Diego war so nett und hat mich bis zu den Aufzügen gebracht, den Code für Dorians Apartment eingegeben und mich anschließend alleine gelassen. Als ich den Aufzug verlasse, befinden sich im Korridor nur drei Haustüren. Ich steuere auf direktem Wege auf die Nummer einhundertzwei zu und läute nach einem tiefen Atemzug an. Keine fünf Sekunden später öffnet mir Dorian die Tür. Seine Miene ist wie so oft verschlossen und ich kann nicht erkennen, ob er wütend oder gut gelaunt ist.
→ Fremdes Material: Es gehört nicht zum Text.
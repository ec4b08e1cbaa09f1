//! Dependency gating and condition scenarios.

use jobgraph_core::pipeline::{JobSpec, RunDefinition, StepSpec};
use jobgraph_core::run::{FailureKind, JobResult, JobStatus, RunStatus};
use jobgraph_tests::{ContextFixture, DefinitionFixture, Script, ScriptedExecutor, TestContext};
use pretty_assertions::assert_eq;

#[tokio::test]
async fn test_main_branch_deploys() {
    let ctx = TestContext::new(ScriptedExecutor::new());
    let result = ctx
        .run(&DefinitionFixture::build_test_deploy(), ContextFixture::push("main"))
        .await;

    assert_eq!(result.status, RunStatus::Succeeded);
    assert_eq!(result.status_of("deploy"), Some(JobStatus::Succeeded));
    assert_eq!(
        ctx.executor.commands(),
        vec!["make build", "make test", "make deploy"]
    );
    assert_eq!(
        ctx.events.transitions("deploy"),
        vec![JobStatus::Ready, JobStatus::Running, JobStatus::Succeeded]
    );
}

#[tokio::test]
async fn test_feature_branch_skips_deploy() {
    let ctx = TestContext::new(ScriptedExecutor::new());
    let result = ctx
        .run(&DefinitionFixture::build_test_deploy(), ContextFixture::push("feature"))
        .await;

    assert_eq!(result.status, RunStatus::Succeeded);
    assert_eq!(result.status_of("test"), Some(JobStatus::Succeeded));
    assert_eq!(result.status_of("deploy"), Some(JobStatus::Skipped));
    assert_eq!(ctx.executor.call_count("make deploy"), 0);
    assert_eq!(ctx.events.transitions("deploy"), vec![JobStatus::Skipped]);
}

#[tokio::test]
async fn test_failed_build_skips_dependents() {
    let ctx = TestContext::new(ScriptedExecutor::new().on("make build", Script::fail(2)));
    let result = ctx
        .run(&DefinitionFixture::build_test_deploy(), ContextFixture::push("main"))
        .await;

    assert_eq!(result.status, RunStatus::Failed);
    assert_eq!(result.status_of("build"), Some(JobStatus::Failed));
    assert_eq!(result.status_of("test"), Some(JobStatus::Skipped));
    assert_eq!(result.status_of("deploy"), Some(JobStatus::Skipped));
    assert_eq!(ctx.executor.commands(), vec!["make build"]);

    let failure = result.instance("build").unwrap().failure.clone().unwrap();
    assert_eq!(failure.kind, FailureKind::StepExecution);
    assert_eq!(failure.step.as_deref(), Some("compile"));
    assert!(result.instance("build").unwrap().outputs.is_empty());
}

fn with_followups() -> RunDefinition {
    RunDefinition::new("followups")
        .job(
            JobSpec::new("build")
                .step(StepSpec::run("compile", "make build"))
                .output("artifact", "${{ steps.compile.stdout }}"),
        )
        .job(
            JobSpec::new("notify")
                .needs(&["build"])
                .when("always()")
                .step(StepSpec::run("post", "notify ${{ needs.build.result }}")),
        )
        .job(
            JobSpec::new("rollback")
                .needs(&["build"])
                .when("failure()")
                .step(StepSpec::run("revert", "rollback")),
        )
        .job(
            JobSpec::new("publish")
                .needs(&["build"])
                .step(StepSpec::run("push", "publish '${{ needs.build.outputs.artifact }}'")),
        )
}

#[tokio::test]
async fn test_status_functions_after_failure() {
    let ctx = TestContext::new(ScriptedExecutor::new().on("make build", Script::fail(1)));
    let result = ctx.run(&with_followups(), ContextFixture::push("main")).await;

    assert_eq!(result.status, RunStatus::Failed);
    assert_eq!(result.status_of("notify"), Some(JobStatus::Succeeded));
    assert_eq!(result.status_of("rollback"), Some(JobStatus::Succeeded));
    assert_eq!(result.status_of("publish"), Some(JobStatus::Skipped));
    assert_eq!(result.job_result("build"), Some(JobResult::Failure));
    assert_eq!(ctx.executor.call_count("notify failure"), 1);
}

#[tokio::test]
async fn test_status_functions_after_success() {
    let ctx = TestContext::new(
        ScriptedExecutor::new().on("make build", Script::succeed().stdout("app-1.0.tar")),
    );
    let result = ctx.run(&with_followups(), ContextFixture::push("main")).await;

    assert_eq!(result.status, RunStatus::Succeeded);
    assert_eq!(result.status_of("notify"), Some(JobStatus::Succeeded));
    assert_eq!(result.status_of("rollback"), Some(JobStatus::Skipped));
    assert_eq!(result.outputs_of("build")["artifact"], "app-1.0.tar");
    assert_eq!(ctx.executor.call_count("notify success"), 1);
    assert_eq!(ctx.executor.call_count("publish 'app-1.0.tar'"), 1);
}

#[tokio::test]
async fn test_skip_propagates_through_chain() {
    let def = RunDefinition::new("chain")
        .job(JobSpec::new("a").when("ctx.event == 'tag'").step(StepSpec::run("s", "a")))
        .job(JobSpec::new("b").needs(&["a"]).step(StepSpec::run("s", "b")))
        .job(JobSpec::new("c").needs(&["b"]).step(StepSpec::run("s", "c")))
        .job(
            JobSpec::new("report")
                .needs(&["c"])
                .when("needs.c.result == 'skipped'")
                .step(StepSpec::run("s", "report")),
        );

    let ctx = TestContext::new(ScriptedExecutor::new());
    let result = ctx.run(&def, ContextFixture::push("main")).await;

    assert_eq!(result.status, RunStatus::Succeeded);
    for job in ["a", "b", "c"] {
        assert_eq!(result.status_of(job), Some(JobStatus::Skipped), "job {}", job);
    }
    // An explicit `needs` check is not a status function, so success() still applies.
    assert_eq!(result.status_of("report"), Some(JobStatus::Skipped));
    assert!(ctx.executor.commands().is_empty());
}

#[tokio::test]
async fn test_step_conditions_inside_always_job() {
    let def = RunDefinition::new("report")
        .job(JobSpec::new("build").step(StepSpec::run("compile", "make build")))
        .job(
            JobSpec::new("notify")
                .needs(&["build"])
                .when("always()")
                .step(StepSpec::run("post", "post ${{ needs.build.result }}").when("ctx.branch == 'main'"))
                .step(StepSpec::run("clean", "make clean").when("always()")),
        );

    let ctx = TestContext::new(ScriptedExecutor::new().on("make build", Script::fail(1)));
    let result = ctx.run(&def, ContextFixture::push("main")).await;

    assert_eq!(result.status_of("notify"), Some(JobStatus::Succeeded));
    assert_eq!(
        ctx.executor.commands(),
        vec!["make build", "post failure", "make clean"]
    );
}

#[tokio::test]
async fn test_cleanup_step_runs_after_failed_step() {
    let def = RunDefinition::new("cleanup").job(
        JobSpec::new("build")
            .step(StepSpec::run("compile", "make build"))
            .step(StepSpec::run("package", "make package"))
            .step(StepSpec::run("clean", "make clean").when("always()")),
    );

    let ctx = TestContext::new(ScriptedExecutor::new().on("make build", Script::fail(2)));
    let result = ctx.run(&def, ContextFixture::push("main")).await;

    assert_eq!(result.status, RunStatus::Failed);
    assert_eq!(ctx.executor.commands(), vec!["make build", "make clean"]);
    let build = result.instance("build").unwrap();
    assert_eq!(build.failure.as_ref().unwrap().step.as_deref(), Some("compile"));
}
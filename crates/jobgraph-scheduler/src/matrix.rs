//! Matrix expansion for parallel job instances.

use jobgraph_core::ConfigurationError;
use jobgraph_core::pipeline::MatrixSpec;
use jobgraph_core::run::MatrixAssignment;

/// Expander for matrix configurations.
pub struct MatrixExpander;

impl MatrixExpander {
    pub fn new() -> Self {
        Self
    }

    /// Reject matrices that cannot be expanded faithfully.
    pub fn validate(&self, job: &str, matrix: &MatrixSpec) -> Result<(), ConfigurationError> {
        if let Some((axis, _)) = matrix.axes.iter().find(|(_, values)| values.is_empty()) {
            return Err(ConfigurationError::EmptyMatrixAxis {
                job: job.to_string(),
                axis: axis.clone(),
            });
        }
        for exclusion in &matrix.exclude {
            if let Some(axis) = exclusion.keys().find(|k| !matrix.axes.contains_key(*k)) {
                return Err(ConfigurationError::UndeclaredMatrixAxis {
                    job: job.to_string(),
                    axis: axis.clone(),
                });
            }
        }
        Ok(())
    }

    /// Expand into concrete assignments.
    ///
    /// Order is the cartesian product in axis declaration order, first axis
    /// most significant. Exclusions remove every combination that contains
    /// them; includes are appended afterwards.
    pub fn expand(&self, matrix: &MatrixSpec) -> Vec<MatrixAssignment> {
        let mut combinations = self.generate_combinations(matrix);

        combinations.retain(|combo| !matrix.exclude.iter().any(|ex| combo.contains(ex)));

        for include in &matrix.include {
            let assignment = MatrixAssignment::from(include.clone());
            if !combinations.contains(&assignment) {
                combinations.push(assignment);
            }
        }

        combinations
    }

    fn generate_combinations(&self, matrix: &MatrixSpec) -> Vec<MatrixAssignment> {
        let mut result = vec![MatrixAssignment::new()];

        for (axis, values) in &matrix.axes {
            let mut next = Vec::with_capacity(result.len() * values.len());
            for combo in &result {
                for value in values {
                    let mut extended = combo.clone();
                    extended.insert(axis.clone(), value.clone());
                    next.push(extended);
                }
            }
            result = next;
        }

        result
    }
}

impl Default for MatrixExpander {
    fn default() -> Self {
        Self::new()
    }
}
//! Test context wiring a scheduler to scripted collaborators.

use crate::helpers::{RecordingSink, ScriptedExecutor};
use jobgraph_artifacts::ArtifactStore;
use jobgraph_core::context::RunContext;
use jobgraph_core::pipeline::RunDefinition;
use jobgraph_core::run::RunResult;
use jobgraph_scheduler::{RunHandle, Scheduler, SchedulerConfig};
use std::path::Path;
use std::sync::Arc;
use tempfile::TempDir;

/// Scheduler with a scripted executor, an in-memory store, a recording event
/// sink and a scratch workspace.
///
/// Drop this to remove the workspace.
pub struct TestContext {
    pub executor: Arc<ScriptedExecutor>,
    pub events: Arc<RecordingSink>,
    pub store: Arc<ArtifactStore>,
    pub scheduler: Scheduler,
    workspace: TempDir,
}

impl TestContext {
    pub fn new(executor: ScriptedExecutor) -> Self {
        Self::with_store(executor, ArtifactStore::in_memory())
    }

    pub fn with_store(executor: ScriptedExecutor, store: ArtifactStore) -> Self {
        crate::init_test_logging();

        let workspace = tempfile::tempdir().expect("Failed to create workspace");
        let executor = Arc::new(executor);
        let events = Arc::new(RecordingSink::new());
        let store = Arc::new(store);
        let scheduler = Self::scheduler(&executor, &events, &store, workspace.path(), 4);

        Self {
            executor,
            events,
            store,
            scheduler,
            workspace,
        }
    }

    /// Rebuild the scheduler with a different worker limit.
    pub fn with_max_workers(mut self, max_workers: usize) -> Self {
        self.scheduler = Self::scheduler(
            &self.executor,
            &self.events,
            &self.store,
            self.workspace.path(),
            max_workers,
        );
        self
    }

    fn scheduler(
        executor: &Arc<ScriptedExecutor>,
        events: &Arc<RecordingSink>,
        store: &Arc<ArtifactStore>,
        workspace: &Path,
        max_workers: usize,
    ) -> Scheduler {
        Scheduler::new(
            executor.clone(),
            store.clone(),
            SchedulerConfig {
                max_workers,
                workspace: workspace.to_path_buf(),
            },
        )
        .with_event_sink(events.clone())
    }

    pub fn workspace(&self) -> &Path {
        self.workspace.path()
    }

    /// Load and run a definition that is expected to be valid.
    pub async fn run(&self, definition: &RunDefinition, ctx: RunContext) -> RunResult {
        let plan = self
            .scheduler
            .load(definition)
            .expect("Run definition should be valid");
        self.scheduler.run(plan, ctx).await
    }

    pub fn spawn(&self, definition: &RunDefinition, ctx: RunContext) -> RunHandle {
        let plan = self
            .scheduler
            .load(definition)
            .expect("Run definition should be valid");
        self.scheduler.spawn(plan, ctx)
    }
}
»Komm herein.«, sagt er und macht einen Schritt zur Seite um mich hereinzulassen. Zögerlich mache ich einen Schritt nach vorne und trete in sein Reich ein. Bevor ich die Möglichkeit habe mich in seiner Wohnung umzusehen, schließt Dorian die Tür hinter mir und drückt mich in Sekundenschnelle gegen die Tür. Dabei stützt er sich mit seinem rechten Ellbogen dagegen und kommt mir somit sehr nahe. Sein Verhalten und die plötzliche Nähe sollten mir tierische Angst einjagen. Tut es aber nicht in dem Ausmaß, das es tun sollte. Denn instinktiv weiß ich, dass er mir kein Haar krümmen würde.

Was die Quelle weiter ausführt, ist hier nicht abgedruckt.